General Comment No. 2 of the Committee against Torture considers that the prohibition of torture (art. 2) and ill treatment (art. 16) is absolute in the Convention, and that its prevention should be effective and imperative. States Parties are obliged to remove all obstacles to the eradication of torture and ill-treatment. They must also take effective measures to prevent these behaviours and their reiteration. States Parties are also required to constantly review and improve their national legislation and action in regard to the Convention. If the measures taken by the State Party failed to eradicate torture, the Convention calls for a review or for more effective measures. The Committee absolutely condemns the justification of torture and ill-treatment as a measure to protect public security or to prevent emergencies or any other situation. The Committee considers that amnesties or other impediments to the prosecution as well as the prompt and impartial punishment of the perpetrators of torture or ill-treatment are a violation of the prohibition. Actions that demonstrate unwillingness in this respect may also constitute a violation of the treaty.

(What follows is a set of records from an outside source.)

//! Trip request controller
//!
//! Drives one "generate a plan" action at a time:
//!
//! ```text
//! Idle ──begin──▶ Pending ──complete──▶ Displayed ──begin──▶ Pending ...
//!                    │
//!                    └──────complete──▶ Errored ──begin──▶ Pending ...
//! ```
//!
//! Each submission gets a sequence number. A completion is applied only if it
//! belongs to the latest submission, so a slow answer to a superseded request
//! can never overwrite newer state.

use std::sync::Arc;

use tracing::{debug, info, warn};

use super::chat::ChatSession;
use crate::api::{ApiError, PlannerClient};
use crate::domain::{FormError, FormOptions, TripForm, TripRequest, TripResult, TripSnapshot};

/// Message shown when the planning service could not be reached
pub const GENERIC_ALERT: &str = "Something went wrong while generating your travel plan. Please try again.";

/// Lifecycle of the current trip result
#[derive(Debug, Clone, Copy, PartialEq, Eq, Default)]
pub enum TripPhase {
    #[default]
    Idle,
    Pending,
    Displayed,
    Errored,
}

impl std::fmt::Display for TripPhase {
    fn fmt(&self, f: &mut std::fmt::Formatter<'_>) -> std::fmt::Result {
        match self {
            Self::Idle => write!(f, "idle"),
            Self::Pending => write!(f, "pending"),
            Self::Displayed => write!(f, "displayed"),
            Self::Errored => write!(f, "errored"),
        }
    }
}

/// What the result area currently shows
#[derive(Debug, Clone, PartialEq, Eq, Default)]
pub enum ResultArea {
    #[default]
    Hidden,
    Plan {
        plan: String,
        flight_details: Option<String>,
    },
    Error(String),
}

impl ResultArea {
    pub fn is_visible(&self) -> bool {
        !matches!(self, ResultArea::Hidden)
    }
}

/// A submission that has been started and awaits the service's answer
#[derive(Debug, Clone)]
pub struct PendingTrip {
    seq: u64,
    pub request: TripRequest,
}

impl PendingTrip {
    pub fn seq(&self) -> u64 {
        self.seq
    }
}

/// How a completion was applied
#[derive(Debug, Clone, Copy, PartialEq, Eq)]
pub enum Settled {
    /// Plan shown and chat activated
    Displayed,
    /// Service error shown in the result area
    Errored,
    /// Transport failure; the generic alert was raised
    Alerted,
    /// A newer submission exists; nothing changed
    Stale,
}

/// Owns the current trip result and the loading indicator
#[derive(Debug, Default)]
pub struct TripController {
    phase: TripPhase,
    loading: bool,
    result: ResultArea,
    alert: Option<String>,
    latest_seq: u64,
    current: Option<Arc<TripSnapshot>>,
    options: FormOptions,
}

impl TripController {
    pub fn new(options: FormOptions) -> Self {
        Self {
            options,
            ..Default::default()
        }
    }

    pub fn phase(&self) -> TripPhase {
        self.phase
    }

    pub fn is_loading(&self) -> bool {
        self.loading
    }

    pub fn result(&self) -> &ResultArea {
        &self.result
    }

    /// Snapshot behind the displayed plan, if one is displayed
    pub fn current(&self) -> Option<&Arc<TripSnapshot>> {
        self.current.as_ref()
    }

    /// Take the pending user-facing alert, if any
    pub fn take_alert(&mut self) -> Option<String> {
        self.alert.take()
    }

    /// Start a submission: parse the form, show loading, hide the old result
    ///
    /// The chat session is reset to inactive; its transcript belongs to the
    /// plan being replaced.
    pub fn begin(&mut self, form: &TripForm, chat: &mut ChatSession) -> Result<PendingTrip, FormError> {
        debug!(phase = %self.phase, "TripController::begin: called");
        let request = form.parse(self.options)?;

        self.latest_seq += 1;
        self.loading = true;
        self.result = ResultArea::Hidden;
        self.alert = None;
        self.current = None;
        self.phase = TripPhase::Pending;
        chat.deactivate();

        info!(seq = self.latest_seq, destination = %request.destination, "trip submission started");
        Ok(PendingTrip {
            seq: self.latest_seq,
            request,
        })
    }

    /// Apply the service's answer to a submission
    pub fn complete(
        &mut self,
        pending: PendingTrip,
        outcome: Result<TripResult, ApiError>,
        chat: &mut ChatSession,
    ) -> Settled {
        debug!(seq = pending.seq, latest = self.latest_seq, "TripController::complete: called");
        if pending.seq != self.latest_seq {
            debug!(seq = pending.seq, "TripController::complete: superseded, discarding");
            return Settled::Stale;
        }

        self.loading = false;
        match outcome {
            Ok(TripResult::Success { plan, flight_details }) => {
                let snapshot = Arc::new(TripSnapshot::new(pending.request, plan.clone()));
                self.result = ResultArea::Plan { plan, flight_details };
                self.current = Some(snapshot.clone());
                self.phase = TripPhase::Displayed;
                chat.activate(snapshot);
                info!(seq = pending.seq, "trip plan displayed");
                Settled::Displayed
            }
            Ok(TripResult::Failure { error }) => {
                info!(seq = pending.seq, %error, "trip plan failed");
                self.result = ResultArea::Error(error);
                self.phase = TripPhase::Errored;
                Settled::Errored
            }
            Err(e) => {
                warn!(seq = pending.seq, error = %e, "trip request failed");
                self.alert = Some(GENERIC_ALERT.to_string());
                self.phase = TripPhase::Errored;
                Settled::Alerted
            }
        }
    }

    /// Submit the form and wait for the service's answer
    pub async fn submit(
        &mut self,
        form: &TripForm,
        client: &dyn PlannerClient,
        chat: &mut ChatSession,
    ) -> Result<Settled, FormError> {
        let pending = self.begin(form, chat)?;
        let outcome = client.plan_trip(&pending.request).await;
        Ok(self.complete(pending, outcome, chat))
    }
}

#[cfg(test)]
mod tests {
    use super::*;
    use crate::api::client::mock::MockPlannerClient;
    use crate::domain::ChatReply;

    fn paris_form() -> TripForm {
        TripForm {
            source: "NYC".to_string(),
            destination: "Paris".to_string(),
            start_date: "2024-06-01".to_string(),
            end_date: "2024-06-10".to_string(),
            budget: "2000".to_string(),
            travelers: "2".to_string(),
            interests: "art, food".to_string(),
            include_flights: false,
        }
    }

    fn success(plan: &str) -> Result<TripResult, ApiError> {
        Ok(TripResult::Success {
            plan: plan.to_string(),
            flight_details: None,
        })
    }

    #[test]
    fn test_begin_shows_loading_and_hides_result() {
        let mut controller = TripController::default();
        let mut chat = ChatSession::default();

        let pending = controller.begin(&paris_form(), &mut chat).unwrap();
        assert!(controller.is_loading());
        assert_eq!(controller.phase(), TripPhase::Pending);
        assert!(!controller.result().is_visible());
        assert_eq!(pending.request.interests, vec!["art", "food"]);
    }

    #[test]
    fn test_invalid_form_changes_nothing() {
        let mut controller = TripController::default();
        let mut chat = ChatSession::default();
        let mut form = paris_form();
        form.start_date = "tomorrow".to_string();

        assert!(controller.begin(&form, &mut chat).is_err());
        assert!(!controller.is_loading());
        assert_eq!(controller.phase(), TripPhase::Idle);
    }

    #[test]
    fn test_success_displays_plan_and_activates_chat() {
        let mut controller = TripController::default();
        let mut chat = ChatSession::default();

        let pending = controller.begin(&paris_form(), &mut chat).unwrap();
        let settled = controller.complete(
            pending,
            Ok(TripResult::Success {
                plan: "# Paris".to_string(),
                flight_details: Some("| Air France |".to_string()),
            }),
            &mut chat,
        );

        assert_eq!(settled, Settled::Displayed);
        assert!(!controller.is_loading());
        assert_eq!(controller.phase(), TripPhase::Displayed);
        assert_eq!(
            controller.result(),
            &ResultArea::Plan {
                plan: "# Paris".to_string(),
                flight_details: Some("| Air France |".to_string())
            }
        );
        assert!(chat.is_active());
        assert!(chat.transcript().is_empty());
        assert_eq!(controller.current().unwrap().plan, "# Paris");
    }

    #[test]
    fn test_business_failure_shows_error_and_keeps_chat_inactive() {
        let mut controller = TripController::default();
        let mut chat = ChatSession::default();

        let pending = controller.begin(&paris_form(), &mut chat).unwrap();
        let settled = controller.complete(
            pending,
            Ok(TripResult::Failure {
                error: "Invalid dates".to_string(),
            }),
            &mut chat,
        );

        assert_eq!(settled, Settled::Errored);
        assert!(!controller.is_loading());
        assert_eq!(controller.result(), &ResultArea::Error("Invalid dates".to_string()));
        assert!(controller.result().is_visible());
        assert!(!chat.is_active());
        assert!(controller.take_alert().is_none());
    }

    #[test]
    fn test_transport_failure_raises_alert() {
        let mut controller = TripController::default();
        let mut chat = ChatSession::default();

        let pending = controller.begin(&paris_form(), &mut chat).unwrap();
        let settled = controller.complete(
            pending,
            Err(ApiError::InvalidResponse("connection reset".to_string())),
            &mut chat,
        );

        assert_eq!(settled, Settled::Alerted);
        assert!(!controller.is_loading());
        assert!(!controller.result().is_visible());
        assert!(!chat.is_active());
        assert_eq!(controller.take_alert().as_deref(), Some(GENERIC_ALERT));
        assert!(controller.take_alert().is_none());
    }

    #[test]
    fn test_superseded_completion_is_discarded() {
        let mut controller = TripController::default();
        let mut chat = ChatSession::default();

        let first = controller.begin(&paris_form(), &mut chat).unwrap();
        let mut rome = paris_form();
        rome.destination = "Rome".to_string();
        let second = controller.begin(&rome, &mut chat).unwrap();

        assert_eq!(controller.complete(second, success("# Rome"), &mut chat), Settled::Displayed);
        assert_eq!(controller.complete(first, success("# Paris"), &mut chat), Settled::Stale);

        assert_eq!(controller.current().unwrap().request.destination, "Rome");
        assert_eq!(chat.snapshot().unwrap().plan, "# Rome");
    }

    #[test]
    fn test_stale_completion_does_not_hide_loading() {
        let mut controller = TripController::default();
        let mut chat = ChatSession::default();

        let first = controller.begin(&paris_form(), &mut chat).unwrap();
        let _second = controller.begin(&paris_form(), &mut chat).unwrap();

        assert_eq!(
            controller.complete(first, Err(ApiError::InvalidResponse("late".to_string())), &mut chat),
            Settled::Stale
        );
        assert!(controller.is_loading());
        assert!(controller.take_alert().is_none());
    }

    #[tokio::test]
    async fn test_resubmit_clears_chat_transcript() {
        let client = MockPlannerClient::new()
            .with_plan(success("# Paris"))
            .with_reply(Ok(ChatReply::text("Visit the Louvre.")))
            .with_plan(success("# Paris again"));
        let mut controller = TripController::default();
        let mut chat = ChatSession::default();

        controller.submit(&paris_form(), &client, &mut chat).await.unwrap();
        chat.send_message("Museums?", &client).await;
        assert_eq!(chat.transcript().len(), 2);

        let settled = controller.submit(&paris_form(), &client, &mut chat).await.unwrap();
        assert_eq!(settled, Settled::Displayed);
        assert!(chat.is_active());
        assert!(chat.transcript().is_empty());
        assert_eq!(chat.snapshot().unwrap().plan, "# Paris again");
    }

    #[tokio::test]
    async fn test_submit_sends_exactly_one_request() {
        let client = MockPlannerClient::new().with_plan(success("# Paris"));
        let mut controller = TripController::default();
        let mut chat = ChatSession::default();

        controller.submit(&paris_form(), &client, &mut chat).await.unwrap();

        let requests = client.plan_requests.lock().unwrap();
        assert_eq!(requests.len(), 1);
        assert_eq!(requests[0].budget, Some(2000.0));
        assert_eq!(requests[0].travelers, Some(2));
    }

    #[tokio::test]
    async fn test_failed_resubmit_leaves_chat_inactive() {
        let client = MockPlannerClient::new().with_plan(success("# Paris")).with_plan(Ok(TripResult::Failure {
            error: "Invalid dates".to_string(),
        }));
        let mut controller = TripController::default();
        let mut chat = ChatSession::default();

        controller.submit(&paris_form(), &client, &mut chat).await.unwrap();
        assert!(chat.is_active());

        let settled = controller.submit(&paris_form(), &client, &mut chat).await.unwrap();
        assert_eq!(settled, Settled::Errored);
        assert!(!chat.is_active());
        assert!(controller.current().is_none());
    }

    #[test]
    fn test_drop_empty_interests_option_applies() {
        let mut controller = TripController::new(FormOptions {
            drop_empty_interests: true,
        });
        let mut chat = ChatSession::default();
        let mut form = paris_form();
        form.interests = "art,".to_string();

        let pending = controller.begin(&form, &mut chat).unwrap();
        assert_eq!(pending.request.interests, vec!["art"]);
    }
}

Read General Comment No. 2 of the Committee against Torture :http://daccess-dds-ny.un.org/doc/UNDOC/GEN/G08/402/62/PDF/G0840262.pdf?OpenElement
iii. Other international instruments regulating the use of force by law enforcement officials:
There are equally instruments adopted by the General Assembly and the Economic and Social Council, which lack the binding force of international treaties, but which nevertheless provide universal guidelines that describe the minimum standards for the activities of law enforcement officers:
- Code of Conduct for Law Enforcement Officials: indicates that force can be used ¨ only when strictly necessary and to the extent required for the performance of their duty.¨ The use of force can take place only in exceptional cases and always respecting the principles of proportionality, legality, responsibility and necessity. Read the Code of Conduct: http://www2.ohchr.org/english/law/codeofconduct.htm
- Basic Principles on the Use of Force and Firearms by Law Enforcement Officials: specifies the conditions that must be met for the use of firearms. These principles dictate that proportionality must be assessed in relation to the seriousness of the offense and the legitimate objective to be achieved, as well as the principles of legality, responsibility and necessity.
Read the Basic Principles: http://www2.ohchr.org/english/law/firearms.htm
For its part, the United Nations Office of the High Commissioner for Human Rights has produced a Manual on human rights for the police.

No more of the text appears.